Common guaranteed issue rights include:

  • You’re in a Medicare Advantage Plan and your plan goes away or you move out of the service area
  • You have Original Medicare and an employer group health plan and that plan ends
  • You joined a Medicare Advantage Plan when first eligible at 65, and within the first year you decide you want to switch to Original Medicare
  • You dropped a Medigap plan to join a Medicare Advantage Plan for the first time, you’ve been in the plan for less than a year, and you want to switch back

Outside of Open Enrollment and your guaranteed issue rights, you can still buy or change Medigap plans, but you could be turned down or charged more based on your health status. Even if you have an existing Medigap plan, it’s important to review your options because you could save money with the same plan by switching to a different company.

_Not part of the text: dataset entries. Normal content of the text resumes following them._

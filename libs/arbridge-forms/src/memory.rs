//! In-memory reference backend.
//!
//! A consistent store: an entry created here is visible to subsequent
//! get/update/search calls, unlike a canned-response mock. Entry ids are
//! generated from a single atomic counter, so concurrent creates never
//! collide; updates merge under the map's shard lock, so concurrent updates
//! to the same entry never lose fields.

use std::sync::atomic::{AtomicU64, Ordering};

use async_trait::async_trait;
use dashmap::DashMap;

use crate::error::FormError;
use crate::handler::{FieldMap, FormHandler};

/// Shape of a known form: id generation and required target fields.
struct FormSpec {
    name: &'static str,
    id_prefix: &'static str,
    /// Target fields into which the generated id is echoed on create.
    echo_fields: &'static [&'static str],
    required_fields: &'static [&'static str],
}

const KNOWN_FORMS: &[FormSpec] = &[
    FormSpec {
        name: "HPD:Help Desk",
        id_prefix: "INC",
        echo_fields: &["Incident_Number", "Entry_ID"],
        required_fields: &["Short_Description", "Priority", "Status"],
    },
    FormSpec {
        name: "WOI:WorkOrder",
        id_prefix: "WO",
        echo_fields: &["WorkOrder_ID", "Entry_ID"],
        required_fields: &["Summary", "Status"],
    },
];

fn form_spec(form: &str) -> Result<&'static FormSpec, FormError> {
    KNOWN_FORMS
        .iter()
        .find(|spec| spec.name == form)
        .ok_or_else(|| FormError::FormNotFound(form.to_owned()))
}

struct StoredEntry {
    form: String,
    fields: FieldMap,
}

/// Concurrency-safe in-memory form store.
pub struct InMemoryFormStore {
    entries: DashMap<String, StoredEntry>,
    next_id: AtomicU64,
}

impl InMemoryFormStore {
    /// Creates a store with the conventional starting entry number.
    #[must_use]
    pub fn new() -> Self {
        Self::with_starting_id(123)
    }

    /// Creates a store whose first generated entry number is `start`.
    #[must_use]
    pub fn with_starting_id(start: u64) -> Self {
        Self {
            entries: DashMap::new(),
            next_id: AtomicU64::new(start),
        }
    }

    /// Number of stored entries across all forms.
    #[must_use]
    pub fn len(&self) -> usize {
        self.entries.len()
    }

    #[must_use]
    pub fn is_empty(&self) -> bool {
        self.entries.is_empty()
    }

    fn generate_entry_id(&self, spec: &FormSpec) -> String {
        let n = self.next_id.fetch_add(1, Ordering::SeqCst);
        format!("{}{n:012}", spec.id_prefix)
    }

    fn validate_required(spec: &FormSpec, fields: &FieldMap) -> Result<(), FormError> {
        for required in spec.required_fields {
            match fields.get(*required) {
                Some(value) if !value.is_null() => {}
                _ => return Err(FormError::MissingField((*required).to_owned())),
            }
        }
        Ok(())
    }
}

impl Default for InMemoryFormStore {
    fn default() -> Self {
        Self::new()
    }
}

#[async_trait]
impl FormHandler for InMemoryFormStore {
    async fn create_entry(&self, form: &str, fields: FieldMap) -> Result<String, FormError> {
        let spec = form_spec(form)?;
        Self::validate_required(spec, &fields)?;

        let entry_id = self.generate_entry_id(spec);
        let mut stored = fields;
        for echo in spec.echo_fields {
            stored.insert(
                (*echo).to_owned(),
                serde_json::Value::String(entry_id.clone()),
            );
        }

        tracing::debug!(form, entry_id, "created entry");
        self.entries.insert(
            entry_id.clone(),
            StoredEntry {
                form: form.to_owned(),
                fields: stored,
            },
        );
        Ok(entry_id)
    }

    async fn get_entry(&self, form: &str, entry_id: &str) -> Result<FieldMap, FormError> {
        match self.entries.get(entry_id) {
            Some(entry) if entry.form == form => Ok(entry.fields.clone()),
            _ => Err(FormError::EntryNotFound(entry_id.to_owned())),
        }
    }

    async fn update_entry(
        &self,
        form: &str,
        entry_id: &str,
        updates: FieldMap,
    ) -> Result<(), FormError> {
        // get_mut holds the shard lock for the whole merge.
        match self.entries.get_mut(entry_id) {
            Some(mut entry) if entry.form == form => {
                entry.fields.extend(updates);
                tracing::debug!(form, entry_id, "updated entry");
                Ok(())
            }
            _ => Err(FormError::EntryNotFound(entry_id.to_owned())),
        }
    }

    async fn delete_entry(&self, form: &str, entry_id: &str) -> Result<(), FormError> {
        form_spec(form)?;
        self.entries.remove(entry_id);
        Ok(())
    }

    async fn search_entries(
        &self,
        form: &str,
        criteria: &FieldMap,
    ) -> Result<Vec<FieldMap>, FormError> {
        form_spec(form)?;
        let hits = self
            .entries
            .iter()
            .filter(|entry| {
                entry.form == form
                    && criteria
                        .iter()
                        .all(|(field, value)| entry.fields.get(field) == Some(value))
            })
            .map(|entry| entry.fields.clone())
            .collect();
        Ok(hits)
    }
}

Changes are coming to Medigap plans

Even with these things to consider, decisions on which Medigap plan to choose will become even more difficult with changes coming. In 2020, those who are just turning 65 won’t be able to buy Plan F or Plan C. These two plans have been the most popular options because they cover all of the Original Medicare costs (copayments, coinsurance, and deductibles). But the reason they are going away is because in 2015, Congress decided to eliminate these plans to reduce government spending on Medicare. The critics of Plan C and F argued that they made it too easy for people to go the doctor without thinking twice about the cost. After 2020, anyone turning 65 will have to choose a Medigap plan that requires paying the Original Medicare Part B deductible (currently $184 in 2017).

Review your options

With the changes coming in 2020, it’s important that you choose wisely now that so that you do not get locked out of a plan you want, or stuck in a plan you don’t want.